== Information provided ==

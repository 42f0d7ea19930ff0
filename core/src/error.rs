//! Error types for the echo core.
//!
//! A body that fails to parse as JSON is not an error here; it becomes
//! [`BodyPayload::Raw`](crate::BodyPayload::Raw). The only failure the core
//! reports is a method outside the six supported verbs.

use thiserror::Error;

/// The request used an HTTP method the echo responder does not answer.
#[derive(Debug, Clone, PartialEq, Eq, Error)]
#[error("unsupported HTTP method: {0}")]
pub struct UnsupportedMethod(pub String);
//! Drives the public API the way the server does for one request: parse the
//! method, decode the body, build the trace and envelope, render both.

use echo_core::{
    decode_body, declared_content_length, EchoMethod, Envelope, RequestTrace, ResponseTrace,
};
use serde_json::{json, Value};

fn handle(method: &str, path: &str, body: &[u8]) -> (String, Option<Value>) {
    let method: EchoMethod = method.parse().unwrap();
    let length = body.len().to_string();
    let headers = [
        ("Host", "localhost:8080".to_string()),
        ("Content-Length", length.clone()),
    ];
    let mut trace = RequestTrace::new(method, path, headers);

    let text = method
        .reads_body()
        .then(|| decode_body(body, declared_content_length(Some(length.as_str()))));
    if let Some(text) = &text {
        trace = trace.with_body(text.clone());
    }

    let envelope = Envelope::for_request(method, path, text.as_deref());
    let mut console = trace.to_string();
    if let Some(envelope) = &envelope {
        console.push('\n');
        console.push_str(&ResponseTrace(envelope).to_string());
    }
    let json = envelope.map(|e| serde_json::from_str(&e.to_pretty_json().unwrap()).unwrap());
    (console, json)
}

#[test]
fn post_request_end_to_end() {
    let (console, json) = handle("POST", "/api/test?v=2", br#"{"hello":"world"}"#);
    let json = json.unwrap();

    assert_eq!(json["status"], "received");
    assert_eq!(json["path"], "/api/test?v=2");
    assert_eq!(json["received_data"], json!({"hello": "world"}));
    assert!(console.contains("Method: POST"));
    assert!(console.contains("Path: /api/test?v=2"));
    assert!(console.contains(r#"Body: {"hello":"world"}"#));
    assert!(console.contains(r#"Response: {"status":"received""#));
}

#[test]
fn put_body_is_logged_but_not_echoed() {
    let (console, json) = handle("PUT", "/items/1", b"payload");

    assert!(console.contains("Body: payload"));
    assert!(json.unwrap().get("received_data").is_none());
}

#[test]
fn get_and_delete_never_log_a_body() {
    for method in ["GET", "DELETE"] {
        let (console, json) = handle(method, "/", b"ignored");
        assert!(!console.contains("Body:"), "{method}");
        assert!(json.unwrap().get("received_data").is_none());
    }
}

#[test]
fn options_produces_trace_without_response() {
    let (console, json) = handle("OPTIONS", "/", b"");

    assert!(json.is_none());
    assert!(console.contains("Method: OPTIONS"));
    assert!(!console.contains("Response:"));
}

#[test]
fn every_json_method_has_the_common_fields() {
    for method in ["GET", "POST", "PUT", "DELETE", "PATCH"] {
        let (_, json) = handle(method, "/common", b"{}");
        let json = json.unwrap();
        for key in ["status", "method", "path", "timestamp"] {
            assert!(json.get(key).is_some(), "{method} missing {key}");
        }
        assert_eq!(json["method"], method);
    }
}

===
== Information provided ==

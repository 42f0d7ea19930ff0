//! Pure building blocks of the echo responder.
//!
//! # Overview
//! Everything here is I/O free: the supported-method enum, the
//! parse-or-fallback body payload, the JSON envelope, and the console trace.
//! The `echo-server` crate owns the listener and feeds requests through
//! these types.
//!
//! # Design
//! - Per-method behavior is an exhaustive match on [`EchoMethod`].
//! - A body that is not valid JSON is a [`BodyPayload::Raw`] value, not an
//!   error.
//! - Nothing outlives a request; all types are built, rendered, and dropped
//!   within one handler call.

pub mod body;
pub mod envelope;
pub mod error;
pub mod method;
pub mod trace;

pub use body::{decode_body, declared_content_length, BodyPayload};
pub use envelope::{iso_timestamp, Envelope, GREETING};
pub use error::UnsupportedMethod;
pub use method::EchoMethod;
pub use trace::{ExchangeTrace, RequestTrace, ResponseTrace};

===
== Information provided ==

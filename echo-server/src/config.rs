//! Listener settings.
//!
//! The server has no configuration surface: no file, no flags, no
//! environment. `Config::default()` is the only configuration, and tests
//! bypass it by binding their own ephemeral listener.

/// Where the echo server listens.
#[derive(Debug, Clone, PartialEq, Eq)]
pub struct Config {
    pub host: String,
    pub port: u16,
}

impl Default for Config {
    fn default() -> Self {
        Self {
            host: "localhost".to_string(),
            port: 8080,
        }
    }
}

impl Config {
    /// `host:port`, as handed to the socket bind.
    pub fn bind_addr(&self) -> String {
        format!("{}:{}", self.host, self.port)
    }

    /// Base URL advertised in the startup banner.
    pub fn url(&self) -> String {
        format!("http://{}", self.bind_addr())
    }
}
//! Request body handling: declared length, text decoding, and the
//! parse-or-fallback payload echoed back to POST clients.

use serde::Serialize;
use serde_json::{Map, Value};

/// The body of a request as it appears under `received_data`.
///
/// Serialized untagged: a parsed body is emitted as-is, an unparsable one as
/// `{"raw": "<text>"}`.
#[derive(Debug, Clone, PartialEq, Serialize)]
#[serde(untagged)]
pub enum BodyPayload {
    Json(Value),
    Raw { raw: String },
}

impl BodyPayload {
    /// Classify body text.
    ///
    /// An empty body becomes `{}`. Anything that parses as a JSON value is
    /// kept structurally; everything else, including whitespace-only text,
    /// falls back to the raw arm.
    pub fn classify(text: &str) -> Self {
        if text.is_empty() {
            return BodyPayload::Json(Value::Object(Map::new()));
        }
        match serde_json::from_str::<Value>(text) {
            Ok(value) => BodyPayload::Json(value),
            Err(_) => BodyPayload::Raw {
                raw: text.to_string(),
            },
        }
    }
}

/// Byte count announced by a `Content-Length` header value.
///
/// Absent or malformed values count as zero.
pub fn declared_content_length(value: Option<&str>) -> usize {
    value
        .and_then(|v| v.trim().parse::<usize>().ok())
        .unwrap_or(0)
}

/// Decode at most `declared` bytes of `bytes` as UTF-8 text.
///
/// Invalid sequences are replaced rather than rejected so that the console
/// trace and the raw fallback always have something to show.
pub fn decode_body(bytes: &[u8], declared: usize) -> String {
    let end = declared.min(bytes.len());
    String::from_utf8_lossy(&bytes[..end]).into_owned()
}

===

Task objective: Above are the records; print exactly the lines from the line with "pub fn url(&self)" to the line with "pub fn classify(text: &str)", including both, and nothing else.

Solution to the exercise:
    pub fn url(&self) -> String {
        format!("http://{}", self.bind_addr())
    }
}
//! Request body handling: declared length, text decoding, and the
//! parse-or-fallback payload echoed back to POST clients.

use serde::Serialize;
use serde_json::{Map, Value};

/// The body of a request as it appears under `received_data`.
///
/// Serialized untagged: a parsed body is emitted as-is, an unparsable one as
/// `{"raw": "<text>"}`.
#[derive(Debug, Clone, PartialEq, Serialize)]
#[serde(untagged)]
pub enum BodyPayload {
    Json(Value),
    Raw { raw: String },
}

impl BodyPayload {
    /// Classify body text.
    ///
    /// An empty body becomes `{}`. Anything that parses as a JSON value is
    /// kept structurally; everything else, including whitespace-only text,
    /// falls back to the raw arm.
    pub fn classify(text: &str) -> Self {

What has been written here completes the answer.